> [About this task] Give back exactly the lines of the material below, starting with the line with "#[dimension(crate = crate, angle" and going on through the line with "Angle = crate".

=====

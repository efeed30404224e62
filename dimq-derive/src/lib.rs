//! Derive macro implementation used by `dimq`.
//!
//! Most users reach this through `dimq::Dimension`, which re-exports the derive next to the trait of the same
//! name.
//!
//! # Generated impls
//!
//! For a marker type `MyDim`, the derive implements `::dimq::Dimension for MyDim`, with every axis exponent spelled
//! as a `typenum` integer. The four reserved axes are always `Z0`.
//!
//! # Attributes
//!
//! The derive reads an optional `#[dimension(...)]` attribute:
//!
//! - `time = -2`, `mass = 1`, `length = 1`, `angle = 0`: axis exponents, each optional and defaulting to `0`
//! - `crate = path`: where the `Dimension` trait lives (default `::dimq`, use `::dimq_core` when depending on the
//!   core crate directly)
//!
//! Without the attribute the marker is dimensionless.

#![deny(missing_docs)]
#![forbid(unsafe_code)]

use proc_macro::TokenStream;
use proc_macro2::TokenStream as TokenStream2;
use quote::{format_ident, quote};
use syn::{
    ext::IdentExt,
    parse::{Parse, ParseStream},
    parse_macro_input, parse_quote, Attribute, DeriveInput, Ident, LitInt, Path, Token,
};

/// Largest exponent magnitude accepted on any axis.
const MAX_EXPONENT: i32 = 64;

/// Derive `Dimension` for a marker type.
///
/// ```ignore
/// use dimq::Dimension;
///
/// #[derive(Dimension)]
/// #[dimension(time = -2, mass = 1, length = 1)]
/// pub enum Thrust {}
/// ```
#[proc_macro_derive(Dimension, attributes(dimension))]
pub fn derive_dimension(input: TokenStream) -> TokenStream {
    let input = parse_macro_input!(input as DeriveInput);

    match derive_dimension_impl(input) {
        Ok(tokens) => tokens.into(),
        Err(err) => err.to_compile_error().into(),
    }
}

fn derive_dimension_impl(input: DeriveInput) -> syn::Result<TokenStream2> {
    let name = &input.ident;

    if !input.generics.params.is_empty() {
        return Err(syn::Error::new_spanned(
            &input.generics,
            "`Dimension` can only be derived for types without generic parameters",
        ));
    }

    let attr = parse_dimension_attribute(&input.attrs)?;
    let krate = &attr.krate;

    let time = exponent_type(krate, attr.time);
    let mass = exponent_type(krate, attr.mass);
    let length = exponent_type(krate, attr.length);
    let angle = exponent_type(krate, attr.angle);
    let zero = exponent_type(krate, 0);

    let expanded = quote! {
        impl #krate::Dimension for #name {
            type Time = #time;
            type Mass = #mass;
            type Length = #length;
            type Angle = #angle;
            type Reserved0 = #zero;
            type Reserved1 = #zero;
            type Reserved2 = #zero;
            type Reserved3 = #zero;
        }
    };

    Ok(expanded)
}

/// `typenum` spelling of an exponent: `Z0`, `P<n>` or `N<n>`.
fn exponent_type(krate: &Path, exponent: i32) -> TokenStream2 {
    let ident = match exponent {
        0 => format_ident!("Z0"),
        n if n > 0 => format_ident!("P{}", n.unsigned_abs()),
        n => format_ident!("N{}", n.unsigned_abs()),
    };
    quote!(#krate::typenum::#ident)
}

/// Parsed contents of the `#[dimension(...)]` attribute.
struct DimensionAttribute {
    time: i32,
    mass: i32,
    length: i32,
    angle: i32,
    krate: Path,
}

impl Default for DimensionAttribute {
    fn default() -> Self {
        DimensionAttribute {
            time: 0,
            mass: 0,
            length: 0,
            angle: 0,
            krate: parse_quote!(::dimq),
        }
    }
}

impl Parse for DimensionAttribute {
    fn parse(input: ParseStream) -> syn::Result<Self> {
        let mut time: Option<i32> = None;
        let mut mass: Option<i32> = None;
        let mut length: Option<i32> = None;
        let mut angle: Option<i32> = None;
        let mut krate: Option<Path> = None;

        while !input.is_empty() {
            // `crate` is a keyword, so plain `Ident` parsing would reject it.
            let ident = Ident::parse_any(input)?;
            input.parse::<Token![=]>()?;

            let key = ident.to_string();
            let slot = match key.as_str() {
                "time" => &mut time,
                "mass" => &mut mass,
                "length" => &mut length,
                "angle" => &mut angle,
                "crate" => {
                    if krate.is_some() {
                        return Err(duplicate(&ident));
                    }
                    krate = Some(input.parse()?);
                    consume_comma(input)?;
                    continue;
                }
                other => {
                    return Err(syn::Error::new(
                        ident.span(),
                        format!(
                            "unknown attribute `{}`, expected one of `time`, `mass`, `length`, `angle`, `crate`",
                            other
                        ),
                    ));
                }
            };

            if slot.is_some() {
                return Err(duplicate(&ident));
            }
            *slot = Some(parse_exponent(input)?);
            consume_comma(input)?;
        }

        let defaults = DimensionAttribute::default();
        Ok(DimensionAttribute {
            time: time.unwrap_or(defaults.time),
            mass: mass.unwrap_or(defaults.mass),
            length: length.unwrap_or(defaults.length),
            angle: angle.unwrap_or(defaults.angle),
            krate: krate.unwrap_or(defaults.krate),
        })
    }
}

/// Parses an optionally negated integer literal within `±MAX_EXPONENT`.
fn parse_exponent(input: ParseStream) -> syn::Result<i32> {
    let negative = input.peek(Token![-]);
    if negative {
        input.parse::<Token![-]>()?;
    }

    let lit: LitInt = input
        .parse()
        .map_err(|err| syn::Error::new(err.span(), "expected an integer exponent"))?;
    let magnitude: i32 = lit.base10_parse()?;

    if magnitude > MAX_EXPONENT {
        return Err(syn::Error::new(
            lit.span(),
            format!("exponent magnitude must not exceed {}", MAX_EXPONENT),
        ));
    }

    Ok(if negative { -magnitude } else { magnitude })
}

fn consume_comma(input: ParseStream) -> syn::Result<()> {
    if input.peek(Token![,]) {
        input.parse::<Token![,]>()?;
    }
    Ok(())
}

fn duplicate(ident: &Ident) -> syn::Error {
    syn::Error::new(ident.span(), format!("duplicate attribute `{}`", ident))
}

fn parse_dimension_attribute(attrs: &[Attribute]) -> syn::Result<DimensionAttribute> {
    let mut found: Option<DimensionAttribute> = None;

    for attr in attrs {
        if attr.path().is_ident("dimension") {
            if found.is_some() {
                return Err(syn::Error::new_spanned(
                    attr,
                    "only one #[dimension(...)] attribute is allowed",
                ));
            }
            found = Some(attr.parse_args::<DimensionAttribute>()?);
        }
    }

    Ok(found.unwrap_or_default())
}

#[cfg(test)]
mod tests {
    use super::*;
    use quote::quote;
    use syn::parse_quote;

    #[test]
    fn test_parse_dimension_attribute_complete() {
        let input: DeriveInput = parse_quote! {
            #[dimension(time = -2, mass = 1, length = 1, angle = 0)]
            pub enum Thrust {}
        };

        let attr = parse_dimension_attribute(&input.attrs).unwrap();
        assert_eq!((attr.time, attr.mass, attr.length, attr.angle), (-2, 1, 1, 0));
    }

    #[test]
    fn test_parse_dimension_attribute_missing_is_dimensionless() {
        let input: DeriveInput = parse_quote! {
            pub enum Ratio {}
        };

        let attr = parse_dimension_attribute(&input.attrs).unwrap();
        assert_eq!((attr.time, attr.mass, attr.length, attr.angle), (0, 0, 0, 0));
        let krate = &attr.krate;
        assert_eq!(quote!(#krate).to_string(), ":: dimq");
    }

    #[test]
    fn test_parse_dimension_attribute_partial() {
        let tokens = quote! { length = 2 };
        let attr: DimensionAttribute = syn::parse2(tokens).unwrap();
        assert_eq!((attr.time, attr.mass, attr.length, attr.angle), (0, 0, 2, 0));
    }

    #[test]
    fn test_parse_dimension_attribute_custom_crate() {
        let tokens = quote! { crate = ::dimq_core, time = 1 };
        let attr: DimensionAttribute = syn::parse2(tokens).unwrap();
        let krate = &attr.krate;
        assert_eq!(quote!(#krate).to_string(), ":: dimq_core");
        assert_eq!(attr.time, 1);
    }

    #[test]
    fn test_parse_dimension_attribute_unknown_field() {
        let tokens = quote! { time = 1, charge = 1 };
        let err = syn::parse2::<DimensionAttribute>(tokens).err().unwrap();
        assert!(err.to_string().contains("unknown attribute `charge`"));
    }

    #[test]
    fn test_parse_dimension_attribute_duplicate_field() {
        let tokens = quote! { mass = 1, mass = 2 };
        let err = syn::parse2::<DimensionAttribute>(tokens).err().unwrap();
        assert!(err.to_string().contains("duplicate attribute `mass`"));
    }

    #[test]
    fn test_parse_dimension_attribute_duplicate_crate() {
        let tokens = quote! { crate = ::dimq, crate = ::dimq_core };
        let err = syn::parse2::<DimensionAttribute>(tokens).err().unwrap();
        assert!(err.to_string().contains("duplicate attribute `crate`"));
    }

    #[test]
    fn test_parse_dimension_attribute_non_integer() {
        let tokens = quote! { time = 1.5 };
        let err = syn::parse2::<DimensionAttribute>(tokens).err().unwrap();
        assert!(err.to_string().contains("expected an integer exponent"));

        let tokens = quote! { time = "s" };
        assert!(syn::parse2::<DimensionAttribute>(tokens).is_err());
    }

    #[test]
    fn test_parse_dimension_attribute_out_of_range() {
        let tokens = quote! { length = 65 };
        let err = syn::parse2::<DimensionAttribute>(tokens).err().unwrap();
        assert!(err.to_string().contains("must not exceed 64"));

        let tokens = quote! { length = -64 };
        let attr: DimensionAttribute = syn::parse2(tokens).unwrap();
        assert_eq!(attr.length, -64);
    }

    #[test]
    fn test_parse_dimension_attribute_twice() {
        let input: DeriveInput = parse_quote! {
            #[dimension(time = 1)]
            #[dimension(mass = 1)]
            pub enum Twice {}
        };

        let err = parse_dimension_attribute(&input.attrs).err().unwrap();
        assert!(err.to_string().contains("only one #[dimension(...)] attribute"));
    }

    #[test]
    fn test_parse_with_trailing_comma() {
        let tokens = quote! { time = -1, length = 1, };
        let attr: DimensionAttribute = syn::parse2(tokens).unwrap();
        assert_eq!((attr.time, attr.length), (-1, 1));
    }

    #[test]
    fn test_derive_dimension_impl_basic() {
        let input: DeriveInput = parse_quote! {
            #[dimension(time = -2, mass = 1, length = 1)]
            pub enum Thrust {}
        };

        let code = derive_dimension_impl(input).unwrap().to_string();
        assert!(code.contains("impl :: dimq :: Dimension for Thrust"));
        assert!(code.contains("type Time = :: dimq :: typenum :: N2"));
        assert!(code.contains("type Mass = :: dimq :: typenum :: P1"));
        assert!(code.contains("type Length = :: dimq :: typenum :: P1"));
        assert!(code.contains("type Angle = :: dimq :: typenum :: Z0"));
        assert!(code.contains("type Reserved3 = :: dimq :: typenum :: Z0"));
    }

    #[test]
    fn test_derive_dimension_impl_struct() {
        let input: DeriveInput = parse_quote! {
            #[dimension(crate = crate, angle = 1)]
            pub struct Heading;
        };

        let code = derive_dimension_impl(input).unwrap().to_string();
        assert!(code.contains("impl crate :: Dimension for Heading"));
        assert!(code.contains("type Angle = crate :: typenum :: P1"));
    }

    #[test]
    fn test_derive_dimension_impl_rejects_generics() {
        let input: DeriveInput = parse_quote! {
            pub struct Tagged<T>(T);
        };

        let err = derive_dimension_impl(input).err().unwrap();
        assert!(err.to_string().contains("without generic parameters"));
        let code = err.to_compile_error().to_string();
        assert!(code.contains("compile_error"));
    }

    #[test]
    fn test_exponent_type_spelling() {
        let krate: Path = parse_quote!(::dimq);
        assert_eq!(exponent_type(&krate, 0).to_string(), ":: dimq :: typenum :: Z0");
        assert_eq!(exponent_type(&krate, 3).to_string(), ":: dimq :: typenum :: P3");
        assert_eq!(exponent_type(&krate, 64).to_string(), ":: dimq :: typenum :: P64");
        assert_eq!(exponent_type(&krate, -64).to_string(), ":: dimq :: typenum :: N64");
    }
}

=====

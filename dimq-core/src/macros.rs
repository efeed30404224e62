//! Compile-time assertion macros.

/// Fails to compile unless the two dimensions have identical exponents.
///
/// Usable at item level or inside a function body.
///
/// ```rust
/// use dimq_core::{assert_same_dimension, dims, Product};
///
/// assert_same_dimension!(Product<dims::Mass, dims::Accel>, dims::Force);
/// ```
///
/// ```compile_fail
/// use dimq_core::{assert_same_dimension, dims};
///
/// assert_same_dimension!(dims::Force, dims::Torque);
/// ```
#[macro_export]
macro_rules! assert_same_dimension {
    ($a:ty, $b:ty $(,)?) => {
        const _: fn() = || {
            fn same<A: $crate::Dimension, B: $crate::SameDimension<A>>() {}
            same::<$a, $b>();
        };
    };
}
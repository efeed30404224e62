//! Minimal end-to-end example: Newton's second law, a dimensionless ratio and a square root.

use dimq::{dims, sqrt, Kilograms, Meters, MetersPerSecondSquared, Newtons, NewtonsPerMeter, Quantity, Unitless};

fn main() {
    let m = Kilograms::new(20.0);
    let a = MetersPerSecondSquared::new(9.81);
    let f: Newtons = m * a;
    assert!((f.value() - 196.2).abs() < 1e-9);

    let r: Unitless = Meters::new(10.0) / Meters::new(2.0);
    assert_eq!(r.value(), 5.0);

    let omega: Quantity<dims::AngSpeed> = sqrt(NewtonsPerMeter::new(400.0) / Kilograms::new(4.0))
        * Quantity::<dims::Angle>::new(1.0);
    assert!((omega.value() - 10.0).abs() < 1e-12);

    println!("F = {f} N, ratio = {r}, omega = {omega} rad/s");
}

=====

> [The completed task]
            #[dimension(crate = crate, angle = 1)]
            pub struct Heading;
        };

        let code = derive_dimension_impl(input).unwrap().to_string();
        assert!(code.contains("impl crate :: Dimension for Heading"));
        assert!(code.contains("type Angle = crate :: typenum :: P1"));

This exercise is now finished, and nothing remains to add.